2
“Nyonya ada telpon dari rumah sakit,” kata salah satu
pelayan sambil memberikan gagang telpon pada Sintia.
“Rumah sakit?” Sintia mengambil gagang telpon dan
langsung mengangkatnya, “halo…”. Setelah mendengar kabar dari rumah sakit,
Sintia sangat kanget dan shock, “apa”. Gagang telpon terlepas dari tangannya
dan terjatuh di lantai. Air mata menetes membasahi pipinya, “tidak… tidak…!!!”
yang sangat shock.
***
Lica baru menyadari terjadinya kecelakaan setelah
menganti pakaian di ruang ganti. Dia bingung dan penasaran kenapa banyak orang
berkumpul di luar sana. Lica mencoba mencari tahu, dia pun bertanya pada salah
satu ibu, “ada apa Bu?” tanyanya.
“Kecelakaan,” jawab Ibu itu.
“Ohhh…”.
Ketika Lica akan kembali masuk ke gedung, seseorang
memanggilnya sambil berlari kearahnya, “Lica!! Lica…!!!”.
Lica menolek, dan dia mengenal siapa orang yang
memanggilnya itu, “Paman, ada apa Paman?” tanyanya.
“Ayahmu…!” kata Degu yang sangat panik, “Ayahmu…!!”.
“Ayah?” Lica ikut panik, “ada apa dengan Ayah?!”.

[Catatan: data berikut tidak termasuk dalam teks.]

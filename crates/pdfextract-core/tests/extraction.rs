//! End-to-end extraction runs against the in-memory workspace and the mock
//! backend.

use std::collections::BTreeSet;
use std::sync::{Arc, Mutex};
use std::time::{Duration, Instant};

use pdfextract_core::mock::{MemoryWorkspace, MockBackend, MockDocument, MockPage};
use pdfextract_core::{
    BatchResult, ConfigBuilder, DirectoryWorkspace, ERROR_KEY, ExtractError, ExtractionOrchestrator,
    FileResult, PageFailure, ProgressEvent, RunState, TYPE_URI,
};
use tokio_util::sync::CancellationToken;

const PROJECT: &str = "project";

fn two_documents() -> MemoryWorkspace {
    MemoryWorkspace::new()
        .with_document(
            PROJECT,
            "a_1.pdf",
            &MockDocument::with_pages(3).meta("Title", "First"),
        )
        .with_document(
            PROJECT,
            "a_2.pdf",
            &MockDocument::new()
                .meta("Title", "Second")
                .page(MockPage::text("cells").with_table(vec![
                    vec!["h1".into(), "h2".into()],
                    vec!["1".into(), "2".into()],
                ])),
        )
}

async fn run(
    workspace: MemoryWorkspace,
    builder: ConfigBuilder,
) -> (Result<BatchResult, ExtractError>, Vec<ProgressEvent>) {
    let config = Arc::new(builder.build().unwrap());
    let mut orchestrator = ExtractionOrchestrator::new(
        config,
        Arc::new(MockBackend::new()),
        Arc::new(workspace),
    );
    let events = Arc::new(Mutex::new(Vec::new()));
    let sink = Arc::clone(&events);
    let result = orchestrator
        .run_project(
            PROJECT,
            move |event| sink.lock().unwrap().push(event),
            CancellationToken::new(),
        )
        .await;
    let events = events.lock().unwrap().clone();
    (result, events)
}

/// Files keyed by name, for comparisons that ignore completion order.
fn by_name(files: &[FileResult]) -> Vec<(String, FileResult)> {
    let mut named: Vec<_> = files.iter().map(|f| (f.filename.clone(), f.clone())).collect();
    named.sort_by(|a, b| a.0.cmp(&b.0));
    named
}

#[tokio::test]
async fn per_file_mode_returns_one_result_per_file() {
    let (result, events) = run(
        two_documents(),
        ConfigBuilder::new().filename_regex(r"a_\d\.pdf").max_processes(2),
    )
    .await;
    let batch = result.unwrap();
    assert!(matches!(batch, BatchResult::PerFile(_)));

    let files = by_name(batch.files());
    assert_eq!(files.len(), 2);
    let (_, first) = &files[0];
    assert_eq!(first.metadata.get("Filename").unwrap(), "a_1.pdf");
    assert_eq!(first.metadata.get("Title").unwrap(), "First");
    assert_eq!(first.pages.len(), 3);
    let (_, second) = &files[1];
    assert_eq!(second.pages.len(), 1);
    assert_eq!(second.pages[0].tables.as_ref().unwrap()[0][1], vec!["1", "2"]);

    assert_eq!(events.first(), Some(&ProgressEvent::Started { total: 2 }));
    assert_eq!(
        events.last(),
        Some(&ProgressEvent::Finished {
            completed: 2,
            total: 2
        })
    );
    let completed: Vec<usize> = events
        .iter()
        .filter(|e| matches!(e, ProgressEvent::FileCompleted { .. }))
        .map(|e| e.completed())
        .collect();
    assert_eq!(completed, vec![1, 2]);
    assert_eq!(events[1].description(), "file processed");
    assert_eq!(events[2].description(), "files processed");

    let records = batch.into_records(TYPE_URI).unwrap();
    assert_eq!(records[0].uri, format!("{TYPE_URI}_1"));
    assert_eq!(records[1].uri, format!("{TYPE_URI}_2"));
}

#[tokio::test]
async fn combined_mode_matches_individual_results() {
    let (per_file, _) = run(
        two_documents(),
        ConfigBuilder::new().filename_regex(r"a_\d\.pdf"),
    )
    .await;
    let (combined, _) = run(
        two_documents(),
        ConfigBuilder::new()
            .filename_regex(r"a_\d\.pdf")
            .all_files(true),
    )
    .await;
    let per_file = per_file.unwrap();
    let combined = combined.unwrap();
    assert!(matches!(combined, BatchResult::Combined(_)));
    assert_eq!(by_name(per_file.files()), by_name(combined.files()));

    let records = combined.into_records(TYPE_URI).unwrap();
    assert_eq!(records.len(), 1);
    assert_eq!(records[0].uri, format!("{TYPE_URI}_1"));
    assert_eq!(records[0].value.as_array().unwrap().len(), 2);
}

#[tokio::test]
async fn zero_byte_file_is_recorded_in_ignore_mode() {
    let workspace = MemoryWorkspace::new().with_resource(PROJECT, "empty.pdf", Vec::new());
    let (result, events) = run(
        workspace,
        ConfigBuilder::new()
            .filename_regex("empty")
            .error_handling("ignore"),
    )
    .await;
    let batch = result.unwrap();
    let file = &batch.files()[0];
    assert!(file.pages.is_empty());
    assert!(!file.metadata.get(ERROR_KEY).unwrap().is_empty());
    assert!(matches!(
        events[1],
        ProgressEvent::FileCompleted { failed: true, .. }
    ));
}

#[tokio::test]
async fn zero_byte_file_fails_the_run_in_strict_mode() {
    let workspace = MemoryWorkspace::new().with_resource(PROJECT, "empty.pdf", Vec::new());
    let (result, _) = run(
        workspace,
        ConfigBuilder::new()
            .filename_regex("empty")
            .error_handling("raise_on_error"),
    )
    .await;
    let err = result.unwrap_err();
    assert!(err.to_string().contains("empty.pdf"), "{err}");
}

fn warning_workspace() -> MemoryWorkspace {
    MemoryWorkspace::new().with_document(
        PROJECT,
        "warn.pdf",
        &MockDocument::new().page(
            MockPage::text("").with_diagnostic("Data-loss while decompressing corrupted data"),
        ),
    )
}

#[tokio::test]
async fn empty_text_warning_escalates_only_in_strictest_mode() {
    let (result, _) = run(
        warning_workspace(),
        ConfigBuilder::new()
            .filename_regex("warn")
            .error_handling("raise_on_error_and_warning"),
    )
    .await;
    match result.unwrap_err() {
        ExtractError::Page {
            filename,
            page,
            failure: PageFailure::Warning(message),
        } => {
            assert_eq!(filename, "warn.pdf");
            assert_eq!(page, 1);
            assert!(message.contains("Data-loss while decompressing corrupted data"));
        }
        other => panic!("unexpected error: {other}"),
    }

    for mode in ["raise_on_error", "ignore"] {
        let (result, _) = run(
            warning_workspace(),
            ConfigBuilder::new().filename_regex("warn").error_handling(mode),
        )
        .await;
        let batch = result.unwrap();
        let page = &batch.files()[0].pages[0];
        assert_eq!(page.text.as_deref(), Some(""));
        assert!(page.warning.as_ref().unwrap().contains("Data-loss"));
    }
}

#[tokio::test]
async fn selection_beyond_page_count_yields_no_pages() {
    let workspace = MemoryWorkspace::new().with_document(
        PROJECT,
        "five.pdf",
        &MockDocument::with_pages(5),
    );
    let (result, _) = run(
        workspace,
        ConfigBuilder::new().filename_regex("five").page_selection("8"),
    )
    .await;
    let batch = result.unwrap();
    assert!(batch.files()[0].pages.is_empty());
    assert!(batch.files()[0].error.is_none());
}

#[tokio::test]
async fn repeated_runs_are_equal_ignoring_order() {
    let builder = || {
        ConfigBuilder::new()
            .filename_regex(r"a_\d\.pdf")
            .max_processes(2)
            .max_threads(2)
    };
    let (first, _) = run(two_documents(), builder()).await;
    let (second, _) = run(two_documents(), builder()).await;
    assert_eq!(
        by_name(first.unwrap().files()),
        by_name(second.unwrap().files())
    );
}

#[tokio::test]
async fn strict_mode_stops_dispatching_pages_of_failing_file() {
    let mut document = MockDocument::new().page(MockPage::text("").failing_text("corrupt xref"));
    for n in 2..=30 {
        document = document.page(
            MockPage::text(&format!("page {n}")).with_delay(Duration::from_millis(25)),
        );
    }
    let workspace = MemoryWorkspace::new().with_document(PROJECT, "slow.pdf", &document);
    let backend = Arc::new(MockBackend::new());
    let config = Arc::new(
        ConfigBuilder::new()
            .filename_regex("slow")
            .max_threads(2)
            .build()
            .unwrap(),
    );
    let mut orchestrator =
        ExtractionOrchestrator::new(config, backend.clone(), Arc::new(workspace));
    let err = orchestrator
        .run_project(PROJECT, |_| {}, CancellationToken::new())
        .await
        .unwrap_err();
    assert_eq!(
        err.to_string(),
        "File slow.pdf, page 1: Text extraction error: corrupt xref"
    );
    assert_eq!(orchestrator.state(), RunState::Aborted);

    tokio::time::sleep(Duration::from_millis(200)).await;
    assert!(backend.pages_extracted() < 30, "{}", backend.pages_extracted());
}

#[tokio::test]
async fn strict_file_failure_discards_in_flight_siblings() {
    let slow = |label: &str| {
        (1..=20).fold(MockDocument::new(), |doc, n| {
            doc.page(MockPage::text(&format!("{label} {n}")).with_delay(Duration::from_millis(50)))
        })
    };
    let workspace = MemoryWorkspace::new()
        .with_document(PROJECT, "big_1.pdf", &slow("first"))
        .with_document(PROJECT, "big_2.pdf", &slow("second"))
        .with_resource(PROJECT, "bad.pdf", Vec::new());
    let backend = Arc::new(MockBackend::new());
    let config = Arc::new(
        ConfigBuilder::new()
            .filename_regex(r"(big_\d|bad)\.pdf")
            .error_handling("raise_on_error")
            .max_processes(3)
            .max_threads(1)
            .build()
            .unwrap(),
    );
    let mut orchestrator =
        ExtractionOrchestrator::new(config, backend.clone(), Arc::new(workspace));

    let started = Instant::now();
    let err = orchestrator
        .run_project(PROJECT, |_| {}, CancellationToken::new())
        .await
        .unwrap_err();
    assert!(started.elapsed() < Duration::from_millis(900), "{:?}", started.elapsed());
    assert!(matches!(err, ExtractError::Open { ref filename, .. } if filename == "bad.pdf"));
    assert_eq!(err.to_string(), "File bad.pdf: failed to open PDF: file is empty");
    assert_eq!(orchestrator.state(), RunState::Aborted);

    tokio::time::sleep(Duration::from_millis(200)).await;
    assert!(backend.pages_extracted() < 40, "{}", backend.pages_extracted());
}

#[tokio::test]
async fn unreadable_resource_is_an_open_error_in_ignore_mode() {
    let workspace = Arc::new(two_documents().with_unreadable(PROJECT, "locked.pdf"));
    let config = Arc::new(
        ConfigBuilder::new()
            .filename_regex(r"(a_\d|locked)\.pdf")
            .error_handling("ignore")
            .build()
            .unwrap(),
    );
    let mut orchestrator =
        ExtractionOrchestrator::new(config, Arc::new(MockBackend::new()), workspace.clone());
    let batch = orchestrator
        .run_project(PROJECT, |_| {}, CancellationToken::new())
        .await
        .unwrap();

    assert_eq!(workspace.fetch_count(), 3);
    assert_eq!(batch.files().len(), 3);
    let locked = batch
        .files()
        .iter()
        .find(|f| f.filename == "locked.pdf")
        .unwrap();
    assert!(locked.pages.is_empty());
    assert!(
        locked.metadata.get(ERROR_KEY).unwrap().contains("permission denied"),
        "{:?}",
        locked.metadata
    );
    let healthy = batch.files().iter().filter(|f| f.error.is_none()).count();
    assert_eq!(healthy, 2);
}

#[tokio::test]
async fn unreadable_resource_fails_the_run_in_strict_mode() {
    let workspace = Arc::new(MemoryWorkspace::new().with_unreadable(PROJECT, "locked.pdf"));
    let backend = Arc::new(MockBackend::new());
    let config = Arc::new(
        ConfigBuilder::new()
            .filename_regex("locked")
            .error_handling("raise_on_error")
            .build()
            .unwrap(),
    );
    let mut orchestrator = ExtractionOrchestrator::new(config, backend.clone(), workspace.clone());
    let err = orchestrator
        .run_project(PROJECT, |_| {}, CancellationToken::new())
        .await
        .unwrap_err();

    assert_eq!(workspace.fetch_count(), 1);
    assert_eq!(backend.open_count(), 0);
    assert!(matches!(err, ExtractError::Open { .. }), "{err:?}");
    assert!(err.to_string().starts_with("File locked.pdf: "), "{err}");
    assert!(err.to_string().contains("permission denied"), "{err}");
}

#[tokio::test]
async fn ignore_mode_records_page_errors_and_continues() {
    let document = MockDocument::new()
        .page(MockPage::text("fine"))
        .page(MockPage::text("x").failing_text("bad font"))
        .page(MockPage::text("x").panicking("decoder crashed"))
        .page(MockPage::text("also fine"));
    let workspace = MemoryWorkspace::new().with_document(PROJECT, "mixed.pdf", &document);
    let (result, _) = run(
        workspace,
        ConfigBuilder::new()
            .filename_regex("mixed")
            .error_handling("ignore"),
    )
    .await;
    let batch = result.unwrap();
    let file = &batch.files()[0];
    assert_eq!(file.pages.len(), 4);
    assert_eq!(file.page_errors(), 2);
    assert_eq!(file.pages[3].text.as_deref(), Some("also fine"));
    assert_eq!(
        file.pages[1].error.as_deref(),
        Some("Text extraction error: bad font")
    );
}

#[tokio::test]
async fn one_corrupt_file_does_not_affect_siblings_in_ignore_mode() {
    let workspace = two_documents().with_resource(PROJECT, "a_3.pdf", b"%PDF-garbage".to_vec());
    let (result, _) = run(
        workspace,
        ConfigBuilder::new()
            .filename_regex(r"a_\d\.pdf")
            .error_handling("ignore")
            .max_processes(3),
    )
    .await;
    let batch = result.unwrap();
    let names: BTreeSet<_> = batch.files().iter().map(|f| f.filename.as_str()).collect();
    assert_eq!(names, BTreeSet::from(["a_1.pdf", "a_2.pdf", "a_3.pdf"]));
    let corrupt = batch
        .files()
        .iter()
        .find(|f| f.filename == "a_3.pdf")
        .unwrap();
    assert!(corrupt.metadata.contains_key(ERROR_KEY));
    assert!(corrupt.pages.is_empty());
}

#[tokio::test]
async fn empty_match_is_a_no_input_error() {
    let (result, _) = run(two_documents(), ConfigBuilder::new().filename_regex("zzz")).await;
    assert!(matches!(result, Err(ExtractError::NoInput { .. })));
}

#[tokio::test]
async fn directory_workspace_feeds_the_orchestrator() {
    let dir = tempfile::tempdir().unwrap();
    let project = dir.path().join(PROJECT);
    std::fs::create_dir(&project).unwrap();
    std::fs::write(project.join("doc.pdf"), MockDocument::with_pages(2).to_bytes()).unwrap();
    std::fs::write(project.join("skip.txt"), b"ignored").unwrap();

    let config = Arc::new(
        ConfigBuilder::new()
            .filename_regex(r".*\.pdf")
            .build()
            .unwrap(),
    );
    let mut orchestrator = ExtractionOrchestrator::new(
        config,
        Arc::new(MockBackend::new()),
        Arc::new(DirectoryWorkspace::new(dir.path())),
    );
    let batch = orchestrator
        .run_project(PROJECT, |_| {}, CancellationToken::new())
        .await
        .unwrap();
    assert_eq!(batch.files().len(), 1);
    assert_eq!(batch.files()[0].pages.len(), 2);
    assert_eq!(batch.files()[0].pages[1].text.as_deref(), Some("page 2"));
}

“Ayahmu di tahan polisi!”.
Lica sangat terkejut.
***
Sama seperti Lica, Dewi dan Edwan pun sangat terkejut
saat mendapatkan kabar bahwa Hendro di tahan dari tetangganya. Mereka bergegas
ke kantor polisi. Setiba di kantor polisi Dewi bertemu dengan Hendro.
Dilihatnya suaminya berada di dalam teruji besi, air mata menetes tak bias menahan
kesedihannya.
Hendro menyadari kehadiran istrinya, “Ibu…”.
“Apa yang terjadi?” Tanya Dewi menggunakan bahasa isyarat.
Hendro diam terpaku dan tak berani menatap wajah
istrinya.
Melihat suaminya diam, Dewi mulai menduga-duga, “kau lakukan lagi?!”.
“Maafkan aku. Semua itu aku lakukan untuk mendapatkan
uang operasi,” penjelasan Hendro.
“Lebih baik aku mati,
dari pada aku melihatmu seperti ini,”
kata Dewi menujukan wajah kekecewaannya. Tanpa berkata apa-apa lagi, Dewi pergi
meninggalkan suaminya dengan penuh kekecewaan.
Hendro menanggis, dia sangat menyesalin perbuatannya.
Edwan segaja menunggu di luar kantor polisi. Cukup lama
dia menunggu yang akhirnya melihat Lica yang baru datang. “Bagaimana Ayahku?!”
Tanya Lica yang terlihat sangat panik. Padangan Edwan dan Lica tertujuh pada Dewi yang baru ke luar dari
kantor polisi. Terlihat jelas kesedihan dari wajah Dewi. Lica mendekati Ibunya,
“bagaimana dengan Ayahmu Bu?” tanyanya polos. Dewi menatap Lica lalu memeluknya
sambil menanggis. Lica semakin panik melihat Ibunya menanggis tiba-tiba, “Bu…
ada apa Bu?”.
***
Sintia dan Darwin menunggu di luar ruang operasi. Mereka
menanti operasi yang dilakukan pihak rumah sakit untuk menyelamatkan Kay. Sudah
hamper 3 jam lebih Kay berada di dalam, dan tak satu pun yang keluar untuk
memberitahu keadaan Kay pada mereka. Tampak jelas kekuatiran dari wajah mereka
masing-masing terutama Darwin dan Sintia.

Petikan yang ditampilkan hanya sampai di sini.